• **Working data**:
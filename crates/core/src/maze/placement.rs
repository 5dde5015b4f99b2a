//! Start, key and exit placement over the carved cell pool.

use crate::types::{Cell, Pos};

use super::draw::UniformDraw;
use super::grid::Grid;

/// Minimum squared world distance between the exit and both the start and the key.
pub const MIN_EXIT_DISTANCE_SQ: i64 = (5 * 2) * (5 * 2);
pub const MAX_EXIT_ATTEMPTS: usize = 100;

#[derive(Clone, Copy, Debug, PartialEq, Eq)]
pub(super) struct Markers {
    pub start: Pos,
    pub key: Pos,
    pub exit: Pos,
}

/// Draws start and key from the carved pool, then places the exit away from both.
///
/// The carved region of a valid maze holds at least seven cells, so both draws always have a
/// non-empty pool to choose from.
pub(super) fn place_markers<R: UniformDraw + ?Sized>(grid: &mut Grid, rng: &mut R) -> Markers {
    let mut pool: Vec<Pos> = grid.open_cells().collect();
    debug_assert!(pool.len() >= 2, "carved pool too small for start and key");

    let start = pool.remove(rng.draw_index(pool.len()));
    let key = pool.remove(rng.draw_index(pool.len()));
    grid.set(key, Cell::Key);

    let exit = match choose_exit(&pool, start, key, rng) {
        Some(exit) => exit,
        None => {
            log::warn!("no cell left for the exit, placing it on the key cell {key:?}");
            key
        }
    };
    grid.set(exit, Cell::Exit);

    Markers { start, key, exit }
}

pub(super) fn is_far_enough(candidate: Pos, start: Pos, key: Pos) -> bool {
    candidate.world_distance_sq(start) > MIN_EXIT_DISTANCE_SQ
        && candidate.world_distance_sq(key) > MIN_EXIT_DISTANCE_SQ
}

fn choose_exit<R: UniformDraw + ?Sized>(
    pool: &[Pos],
    start: Pos,
    key: Pos,
    rng: &mut R,
) -> Option<Pos> {
    if pool.is_empty() {
        return None;
    }

    for _ in 0..MAX_EXIT_ATTEMPTS {
        let candidate = pool[rng.draw_index(pool.len())];
        if is_far_enough(candidate, start, key) {
            return Some(candidate);
        }
    }

    let fallback = nearest_to_qualifying(pool, start, key);
    log::debug!("no exit draw cleared the separation in {MAX_EXIT_ATTEMPTS} tries: {fallback:?}");
    fallback
}

/// The pool cell that comes closest to meeting the separation rule: the one whose smaller
/// distance to start or key is largest. Ties keep the earliest pool entry.
fn nearest_to_qualifying(pool: &[Pos], start: Pos, key: Pos) -> Option<Pos> {
    let mut best: Option<(i64, Pos)> = None;
    for &candidate in pool {
        let score = candidate.world_distance_sq(start).min(candidate.world_distance_sq(key));
        if best.is_none_or(|(best_score, _)| score > best_score) {
            best = Some((score, candidate));
        }
    }
    best.map(|(_, pos)| pos)
}

#[cfg(test)]
mod tests {
    use super::*;
    use crate::maze::draw::ScriptedDraws;

    fn corridor_grid() -> Grid {
        Grid::from_rows(&["###############", "#.............#", "###############"])
            .expect("valid layout")
    }

    #[test]
    fn first_qualifying_draw_is_accepted() {
        let mut grid = corridor_grid();
        // Pool is x = 1..=13 on row 1. Start x=1, key x=2 (index 0 after removal),
        // then a near draw (x=4) followed by a far one (x=13).
        let mut draws = ScriptedDraws::new([0, 0, 1, 10]);
        let markers = place_markers(&mut grid, &mut draws);

        assert_eq!(markers.start, Pos { y: 1, x: 1 });
        assert_eq!(markers.key, Pos { y: 1, x: 2 });
        assert_eq!(markers.exit, Pos { y: 1, x: 13 });
        assert_eq!(draws.consumed(), 4);
        assert_eq!(grid.cell_at(markers.key), Cell::Key);
        assert_eq!(grid.cell_at(markers.exit), Cell::Exit);
    }

    #[test]
    fn exhausted_attempts_fall_back_to_the_best_separated_cell() {
        // Nine cells: nothing can be more than five cells away from both start and key.
        let mut grid =
            Grid::from_rows(&["###########", "#.........#", "###########"]).expect("valid layout");
        // Start x=5, key x=6; the exhausted script keeps drawing index 0 (x=1).
        let mut draws = ScriptedDraws::new([4, 4]);
        let markers = place_markers(&mut grid, &mut draws);

        assert_eq!(markers.start, Pos { y: 1, x: 5 });
        assert_eq!(markers.key, Pos { y: 1, x: 6 });
        assert_eq!(draws.consumed(), 2 + MAX_EXIT_ATTEMPTS);
        // x=1 keeps min(8^2, 10^2) = 64, better than any other remaining cell.
        assert_eq!(markers.exit, Pos { y: 1, x: 1 });
    }

    #[test]
    fn fallback_prefers_earliest_cell_on_ties() {
        let start = Pos { y: 1, x: 3 };
        let key = Pos { y: 1, x: 5 };
        let pool = [Pos { y: 1, x: 1 }, Pos { y: 1, x: 7 }];
        assert_eq!(nearest_to_qualifying(&pool, start, key), Some(Pos { y: 1, x: 1 }));
    }

    #[test]
    fn empty_pool_places_exit_on_the_key() {
        let mut grid = Grid::from_rows(&["#..#"]).expect("valid layout");
        let mut draws = ScriptedDraws::new([0, 0]);
        let markers = place_markers(&mut grid, &mut draws);

        assert_eq!(markers.exit, markers.key);
        assert_eq!(grid.exit_cell(), Some(markers.key));
        assert_eq!(grid.key_cell(), None);
    }

    #[test]
    fn distance_threshold_is_strict() {
        let start = Pos { y: 1, x: 1 };
        let key = Pos { y: 11, x: 1 };
        assert!(!is_far_enough(Pos { y: 1, x: 6 }, start, key));
        assert!(is_far_enough(Pos { y: 6, x: 7 }, start, key));
    }
}
pub mod app_loop;
pub mod brightness;
pub mod config_file;
pub mod seed;
pub mod settings_file;
pub mod touch;

use maze_core::{ControlScheme, LookDelta, RoundOutcome};

pub const APP_NAME: &str = "Maze Escape";

/// Countdown as `Time left: MM:SS`. Minutes are not capped at 59.
pub fn format_countdown(seconds: u32) -> String {
    format!("Time left: {:02}:{:02}", seconds / 60, seconds % 60)
}

pub fn key_status_text(has_key: bool) -> &'static str {
    if has_key { "Key: found! The exit is open" } else { "Key: not found" }
}

pub fn outcome_text(outcome: RoundOutcome) -> &'static str {
    match outcome {
        RoundOutcome::Escaped => "Congratulations! You opened the door and escaped!",
        RoundOutcome::TimedOut => "Time's up! You did not manage to escape.",
    }
}

pub fn control_label(control: ControlScheme) -> &'static str {
    match control {
        ControlScheme::MouseKeyboard => "mouse + keyboard",
        ControlScheme::Touch => "touch",
    }
}

/// Look change for a pointer drag of `(dx, dy)` pixels. Dragging right turns right and dragging
/// down looks down.
pub fn look_from_drag(dx: f32, dy: f32, sensitivity: f32) -> LookDelta {
    LookDelta { yaw: -dx * sensitivity, pitch: -dy * sensitivity }
}

/// Format a seed as an exact decimal string with no prefix or suffix.
pub fn format_seed(seed: u64) -> String {
    seed.to_string()
}
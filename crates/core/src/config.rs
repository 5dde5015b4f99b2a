//! Tunable game parameters. Every field has a default, so partial config files are valid.

use serde::{Deserialize, Serialize};
use thiserror::Error;

use crate::maze::MazeDimensions;
use crate::types::MazeError;

#[derive(Debug, Clone, PartialEq, Error)]
pub enum ConfigError {
    #[error(transparent)]
    Maze(#[from] MazeError),
    /// Speeds of a cell half-width or more could carry the player through a wall in one tick.
    #[error("move_speed must be a finite value in (0, 1), got {0}")]
    MoveSpeed(f32),
    #[error("time_limit_secs must be at least 1")]
    ZeroTimeLimit,
}

#[derive(Clone, Debug, PartialEq, Serialize, Deserialize)]
#[serde(default)]
pub struct GameConfig {
    pub maze_width: usize,
    pub maze_height: usize,
    pub time_limit_secs: u32,
    /// World units moved per tick at full input.
    pub move_speed: f32,
    /// Radians per pixel of mouse motion.
    pub mouse_sensitivity: f32,
    /// Radians per pixel of touch drag.
    pub touch_sensitivity: f32,
    /// Radians per tick while a turn key is held.
    pub keyboard_turn_speed: f32,
}

impl Default for GameConfig {
    fn default() -> Self {
        Self {
            maze_width: 11,
            maze_height: 11,
            time_limit_secs: 300,
            move_speed: 0.08,
            mouse_sensitivity: 0.002,
            touch_sensitivity: 0.005,
            keyboard_turn_speed: 0.03,
        }
    }
}

impl GameConfig {
    pub fn dimensions(&self) -> Result<MazeDimensions, MazeError> {
        MazeDimensions::new(self.maze_width, self.maze_height)
    }

    /// Checks every field a session depends on and returns the validated maze size.
    pub fn validate(&self) -> Result<MazeDimensions, ConfigError> {
        let dimensions = self.dimensions()?;
        if !(self.move_speed > 0.0 && self.move_speed < 1.0) {
            return Err(ConfigError::MoveSpeed(self.move_speed));
        }
        if self.time_limit_secs == 0 {
            return Err(ConfigError::ZeroTimeLimit);
        }
        Ok(dimensions)
    }
}

#[cfg(test)]
mod tests {
    use super::*;
    use crate::types::Axis;

    #[test]
    fn partial_toml_keeps_defaults_for_missing_fields() {
        let config: GameConfig =
            toml::from_str("maze_width = 15\ntime_limit_secs = 90\n").expect("valid toml");
        assert_eq!(config.maze_width, 15);
        assert_eq!(config.time_limit_secs, 90);
        assert_eq!(config.maze_height, 11);
        assert_eq!(config.move_speed, 0.08);
    }

    #[test]
    fn default_config_has_valid_dimensions() {
        let dimensions = GameConfig::default().dimensions().expect("defaults are valid");
        assert_eq!((dimensions.width(), dimensions.height()), (11, 11));
    }

    #[test]
    fn even_width_is_rejected() {
        let config = GameConfig { maze_width: 8, ..GameConfig::default() };
        assert_eq!(
            config.dimensions(),
            Err(MazeError::InvalidDimension { axis: Axis::Width, value: 8 })
        );
    }

    #[test]
    fn default_config_validates() {
        assert!(GameConfig::default().validate().is_ok());
    }

    #[test]
    fn move_speed_outside_the_open_unit_interval_is_rejected() {
        for speed in [0.0, -0.1, 1.0, 2.5, f32::INFINITY] {
            let config = GameConfig { move_speed: speed, ..GameConfig::default() };
            assert_eq!(config.validate(), Err(ConfigError::MoveSpeed(speed)), "speed {speed}");
        }
        let config = GameConfig { move_speed: 0.99, ..GameConfig::default() };
        assert!(config.validate().is_ok());
    }

    #[test]
    fn nan_move_speed_from_toml_is_rejected() {
        let config: GameConfig = toml::from_str("move_speed = nan\n").expect("valid toml");
        let err = config.validate().expect_err("nan speed");
        assert!(matches!(err, ConfigError::MoveSpeed(speed) if speed.is_nan()));
    }

    #[test]
    fn zero_time_limit_is_rejected() {
        let config = GameConfig { time_limit_secs: 0, ..GameConfig::default() };
        assert_eq!(config.validate(), Err(ConfigError::ZeroTimeLimit));
    }

    #[test]
    fn dimension_errors_take_precedence() {
        let config = GameConfig { maze_width: 3, move_speed: 5.0, ..GameConfig::default() };
        assert_eq!(
            config.validate(),
            Err(ConfigError::Maze(MazeError::InvalidDimension { axis: Axis::Width, value: 3 }))
        );
    }
}
//! Polled input capability: one movement intent and one look delta per tick.

use std::collections::VecDeque;

use crate::types::{LookDelta, MovementIntent};

#[derive(Clone, Copy, Debug, Default, PartialEq)]
pub struct TickInput {
    pub intent: MovementIntent,
    pub look: LookDelta,
}

impl TickInput {
    pub const IDLE: TickInput =
        TickInput { intent: MovementIntent::IDLE, look: LookDelta { yaw: 0.0, pitch: 0.0 } };
}

pub trait InputSource {
    fn poll(&mut self) -> TickInput;
}

/// Plays back queued inputs, then idles.
#[derive(Clone, Debug, Default)]
pub struct ScriptedInput {
    queued: VecDeque<TickInput>,
}

impl ScriptedInput {
    pub fn new(inputs: impl IntoIterator<Item = TickInput>) -> Self {
        Self { queued: inputs.into_iter().collect() }
    }

    pub fn push(&mut self, input: TickInput) {
        self.queued.push_back(input);
    }

    pub fn remaining(&self) -> usize {
        self.queued.len()
    }
}

impl InputSource for ScriptedInput {
    fn poll(&mut self) -> TickInput {
        self.queued.pop_front().unwrap_or(TickInput::IDLE)
    }
}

• **Your objective**:
In the entries above, find every line with the word "consumed" and list it.

• **Written solution**:
        assert_eq!(draws.consumed(), 4);
        assert_eq!(draws.consumed(), 2 + MAX_EXIT_ATTEMPTS);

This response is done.